• _Work order_: In the data below, find every line that has the string "ContentKind", and copy it.

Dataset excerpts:
########################################

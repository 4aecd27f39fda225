//! Command opcodes of the escape-framed protocol

/// Reserved byte announcing that the next byte is an opcode
pub const ESCAPE: u8 = 0x27;

/// Opcodes accepted after [`ESCAPE`]
#[derive(Debug, Clone, Copy, PartialEq, Eq)]
#[cfg_attr(feature = "defmt", derive(defmt::Format))]
pub enum Opcode {
    /// Restore every setting to its default and blank the display
    Reset,
    /// Zero-terminated scrolling message follows
    Message,
    /// Pin end of the board is the top edge
    Flip,
    /// Pin end of the board is the bottom edge
    NoFlip,
    /// One byte follows: 0 = 5×7 font, anything else = 3×5
    Font,
    /// One byte follows: dwell ticks before scrolling resumes
    Dwell,
    /// One byte follows: ticks per scroll phase
    Rate,
    /// One byte follows: blank ticks between shown items
    Transition,
    /// Five raw column bytes follow, last column first
    Data,
    /// One byte follows, merged into the bitmap per the shift direction
    DataScroll,
    /// Reserved, accepted and ignored
    Char,
    /// One byte follows: shift direction for [`Opcode::DataScroll`]
    ShiftDir,
    /// Two characters follow, drawn small with pins on the right
    TwoChars,
    /// Two characters follow, drawn small with pins on the left
    TwoCharsFlipped,
}

// Wire format values
const OP_RESET: u8 = 1;
const OP_MESSAGE: u8 = 2;
const OP_FLIP: u8 = 3;
const OP_NOFLIP: u8 = 4;
const OP_FONT: u8 = 5;
const OP_DWELL: u8 = 6;
const OP_RATE: u8 = 7;
const OP_TRANSITION: u8 = 8;
const OP_DATA: u8 = 9;
const OP_DATA_SCROLL: u8 = 10;
const OP_CHAR: u8 = 11;
const OP_SHIFT_DIR: u8 = 12;
const OP_2CH: u8 = 13;
const OP_2CH_FLIPPED: u8 = 14;

impl Opcode {
    /// Every opcode, in wire order
    pub const ALL: [Opcode; 14] = [
        Opcode::Reset,
        Opcode::Message,
        Opcode::Flip,
        Opcode::NoFlip,
        Opcode::Font,
        Opcode::Dwell,
        Opcode::Rate,
        Opcode::Transition,
        Opcode::Data,
        Opcode::DataScroll,
        Opcode::Char,
        Opcode::ShiftDir,
        Opcode::TwoChars,
        Opcode::TwoCharsFlipped,
    ];

    /// Parse an opcode from its wire format byte
    pub fn from_byte(byte: u8) -> Option<Self> {
        match byte {
            OP_RESET => Some(Opcode::Reset),
            OP_MESSAGE => Some(Opcode::Message),
            OP_FLIP => Some(Opcode::Flip),
            OP_NOFLIP => Some(Opcode::NoFlip),
            OP_FONT => Some(Opcode::Font),
            OP_DWELL => Some(Opcode::Dwell),
            OP_RATE => Some(Opcode::Rate),
            OP_TRANSITION => Some(Opcode::Transition),
            OP_DATA => Some(Opcode::Data),
            OP_DATA_SCROLL => Some(Opcode::DataScroll),
            OP_CHAR => Some(Opcode::Char),
            OP_SHIFT_DIR => Some(Opcode::ShiftDir),
            OP_2CH => Some(Opcode::TwoChars),
            OP_2CH_FLIPPED => Some(Opcode::TwoCharsFlipped),
            _ => None,
        }
    }

    /// Convert to wire format byte
    pub fn to_byte(self) -> u8 {
        match self {
            Opcode::Reset => OP_RESET,
            Opcode::Message => OP_MESSAGE,
            Opcode::Flip => OP_FLIP,
            Opcode::NoFlip => OP_NOFLIP,
            Opcode::Font => OP_FONT,
            Opcode::Dwell => OP_DWELL,
            Opcode::Rate => OP_RATE,
            Opcode::Transition => OP_TRANSITION,
            Opcode::Data => OP_DATA,
            Opcode::DataScroll => OP_DATA_SCROLL,
            Opcode::Char => OP_CHAR,
            Opcode::ShiftDir => OP_SHIFT_DIR,
            Opcode::TwoChars => OP_2CH,
            Opcode::TwoCharsFlipped => OP_2CH_FLIPPED,
        }
    }

    /// Number of parameter bytes that follow, `None` for the
    /// zero-terminated message
    pub fn parameter_len(self) -> Option<usize> {
        match self {
            Opcode::Reset | Opcode::Flip | Opcode::NoFlip | Opcode::Char => Some(0),
            Opcode::Font
            | Opcode::Dwell
            | Opcode::Rate
            | Opcode::Transition
            | Opcode::ShiftDir
            | Opcode::DataScroll => Some(1),
            Opcode::TwoChars | Opcode::TwoCharsFlipped => Some(2),
            Opcode::Data => Some(crate::NUM_COLUMNS),
            Opcode::Message => None,
        }
    }
}

impl TryFrom<u8> for Opcode {
    type Error = u8;

    fn try_from(byte: u8) -> Result<Self, Self::Error> {
        Opcode::from_byte(byte).ok_or(byte)
    }
}

impl From<Opcode> for u8 {
    fn from(opcode: Opcode) -> u8 {
        opcode.to_byte()
    }
}
//! Received content: a scrolling string, a single character, a character
//! pair or a raw five-column bitmap, all sharing one fixed buffer.
//!
//! Head and cursor are plain offsets into the buffer; a zero byte
//! terminates text.

use matrix57_protocol::{MAX_MESSAGE_LEN, NUM_COLUMNS};

/// Capacity of the shared content buffer
pub const BUFFER_CAPACITY: usize = 64;

// A full-length message plus its terminator must fit
const _: () = assert!(MAX_MESSAGE_LEN < BUFFER_CAPACITY);

/// Interpretation of the buffer bytes
#[derive(Debug, Clone, Copy, PartialEq, Eq)]
#[cfg_attr(feature = "defmt", derive(defmt::Format))]
pub enum ContentKind {
    /// Zero-terminated text starting at the head
    Ascii,
    /// Bytes 0 and 1 are two characters drawn small side by side
    TwoChars,
    /// Bytes 0..5 are column row masks
    Raw,
}

/// Fixed-capacity content buffer with a kind tag
#[derive(Debug, Clone)]
pub struct ContentBuffer {
    bytes: [u8; BUFFER_CAPACITY],
    kind: ContentKind,
    head: usize,
    cursor: usize,
}

impl Default for ContentBuffer {
    fn default() -> Self {
        Self::new()
    }
}

impl ContentBuffer {
    /// Blank raw bitmap
    pub const fn new() -> Self {
        Self {
            bytes: [0; BUFFER_CAPACITY],
            kind: ContentKind::Raw,
            head: 0,
            cursor: 0,
        }
    }

    pub fn kind(&self) -> ContentKind {
        self.kind
    }

    pub fn set_kind(&mut self, kind: ContentKind) {
        self.kind = kind;
    }

    pub fn head(&self) -> usize {
        self.head
    }

    pub fn cursor(&self) -> usize {
        self.cursor
    }

    /// Blank the bitmap and rewind to the start
    pub fn clear(&mut self) {
        self.bytes[..NUM_COLUMNS].fill(0);
        self.kind = ContentKind::Raw;
        self.head = 0;
        self.cursor = 0;
    }

    /// Replace the content with a one-character string
    pub fn set_char(&mut self, code: u8) {
        self.bytes[self.head] = code;
        self.bytes[self.head + 1] = 0;
        self.kind = ContentKind::Ascii;
        self.cursor = self.head;
    }

    /// Store one message character at `index` characters past the head
    ///
    /// Writes beyond the message capacity are dropped.
    pub fn put_message_byte(&mut self, index: usize, byte: u8) {
        if index < MAX_MESSAGE_LEN {
            self.bytes[self.head + index] = byte;
        }
    }

    /// Terminate a message of `len` characters and make it current
    pub fn finish_message(&mut self, len: usize) {
        self.bytes[self.head + len.min(MAX_MESSAGE_LEN)] = 0;
        self.kind = ContentKind::Ascii;
        self.cursor = self.head;
    }

    /// Store a character pair for the small two-character layout
    pub fn set_pair(&mut self, first: u8, second: u8) {
        self.bytes[0] = first;
        self.bytes[1] = second;
        self.bytes[2] = 0;
        self.kind = ContentKind::TwoChars;
    }

    /// Character pair stored by [`ContentBuffer::set_pair`]
    pub fn pair(&self) -> (u8, u8) {
        (self.bytes[0], self.bytes[1])
    }

    /// Write one raw column byte
    pub fn set_column(&mut self, index: usize, rows: u8) {
        if index < NUM_COLUMNS {
            self.bytes[index] = rows;
        }
    }

    /// Raw column bytes 0..5
    pub fn columns(&self) -> [u8; NUM_COLUMNS] {
        let mut columns = [0; NUM_COLUMNS];
        columns.copy_from_slice(&self.bytes[..NUM_COLUMNS]);
        columns
    }

    /// Mutable view of the raw column bytes
    pub fn columns_mut(&mut self) -> &mut [u8] {
        &mut self.bytes[..NUM_COLUMNS]
    }

    /// Character under the cursor, a space at a terminator
    pub fn current(&self) -> u8 {
        match self.bytes[self.cursor] {
            0 => b' ',
            code => code,
        }
    }

    /// Character the cursor moves to next, wrapping to the head
    pub fn peek_next(&self) -> u8 {
        match self.bytes[self.next_index()] {
            0 => b' ',
            code => code,
        }
    }

    /// Step the cursor to the next character, wrapping at the terminator
    pub fn advance_cursor(&mut self) {
        self.cursor = self.next_index();
    }

    /// Move the cursor back to the head
    pub fn rewind(&mut self) {
        self.cursor = self.head;
    }

    fn next_index(&self) -> usize {
        let next = self.cursor + 1;
        if next >= BUFFER_CAPACITY || self.bytes[self.cursor] == 0 || self.bytes[next] == 0 {
            self.head
        } else {
            next
        }
    }
}

#[cfg(test)]
mod tests {
    use super::*;

    fn message(text: &[u8]) -> ContentBuffer {
        let mut content = ContentBuffer::new();
        for (index, &byte) in text.iter().enumerate() {
            content.put_message_byte(index, byte);
        }
        content.finish_message(text.len());
        content
    }

    #[test]
    fn test_new_is_blank_raw() {
        let content = ContentBuffer::new();
        assert_eq!(content.kind(), ContentKind::Raw);
        assert_eq!(content.columns(), [0; NUM_COLUMNS]);
        assert_eq!(content.head(), 0);
        assert_eq!(content.cursor(), 0);
    }

    #[test]
    fn test_cursor_wraps_at_terminator() {
        let mut content = message(b"ABC");
        assert_eq!(content.current(), b'A');
        assert_eq!(content.peek_next(), b'B');

        content.advance_cursor();
        content.advance_cursor();
        assert_eq!(content.current(), b'C');
        assert_eq!(content.peek_next(), b'A');

        content.advance_cursor();
        assert_eq!(content.cursor(), content.head());
    }

    #[test]
    fn test_empty_message_shows_space() {
        let mut content = message(b"");
        assert_eq!(content.kind(), ContentKind::Ascii);
        assert_eq!(content.current(), b' ');
        assert_eq!(content.peek_next(), b' ');
        content.advance_cursor();
        assert_eq!(content.cursor(), 0);
    }

    #[test]
    fn test_overlong_message_is_truncated() {
        let text = [b'x'; MAX_MESSAGE_LEN + 8];
        let mut content = ContentBuffer::new();
        for (index, &byte) in text.iter().enumerate() {
            content.put_message_byte(index, byte);
        }
        content.finish_message(text.len());

        for _ in 0..MAX_MESSAGE_LEN {
            content.advance_cursor();
        }
        assert_eq!(content.cursor(), content.head());
    }

    #[test]
    fn test_set_char_replaces_message() {
        let mut content = message(b"HELLO");
        content.advance_cursor();
        content.set_char(b'Z');

        assert_eq!(content.cursor(), content.head());
        assert_eq!(content.current(), b'Z');
        assert_eq!(content.peek_next(), b'Z');
    }

    #[test]
    fn test_clear_blanks_columns() {
        let mut content = ContentBuffer::new();
        content.set_column(2, 0x7F);
        content.set_pair(b'1', b'2');
        content.clear();

        assert_eq!(content.kind(), ContentKind::Raw);
        assert_eq!(content.columns(), [0; NUM_COLUMNS]);
    }

    #[test]
    fn test_set_column_ignores_out_of_range() {
        let mut content = ContentBuffer::new();
        content.set_column(NUM_COLUMNS, 0x55);
        assert_eq!(content.columns(), [0; NUM_COLUMNS]);
    }
}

########################################

• _Written solution_:
pub enum ContentKind {
    kind: ContentKind,
            kind: ContentKind::Raw,
    pub fn kind(&self) -> ContentKind {
    pub fn set_kind(&mut self, kind: ContentKind) {
        self.kind = ContentKind::Raw;
        self.kind = ContentKind::Ascii;
        self.kind = ContentKind::Ascii;
        self.kind = ContentKind::TwoChars;
        assert_eq!(content.kind(), ContentKind::Raw);
        assert_eq!(content.kind(), ContentKind::Ascii);
        assert_eq!(content.kind(), ContentKind::Raw);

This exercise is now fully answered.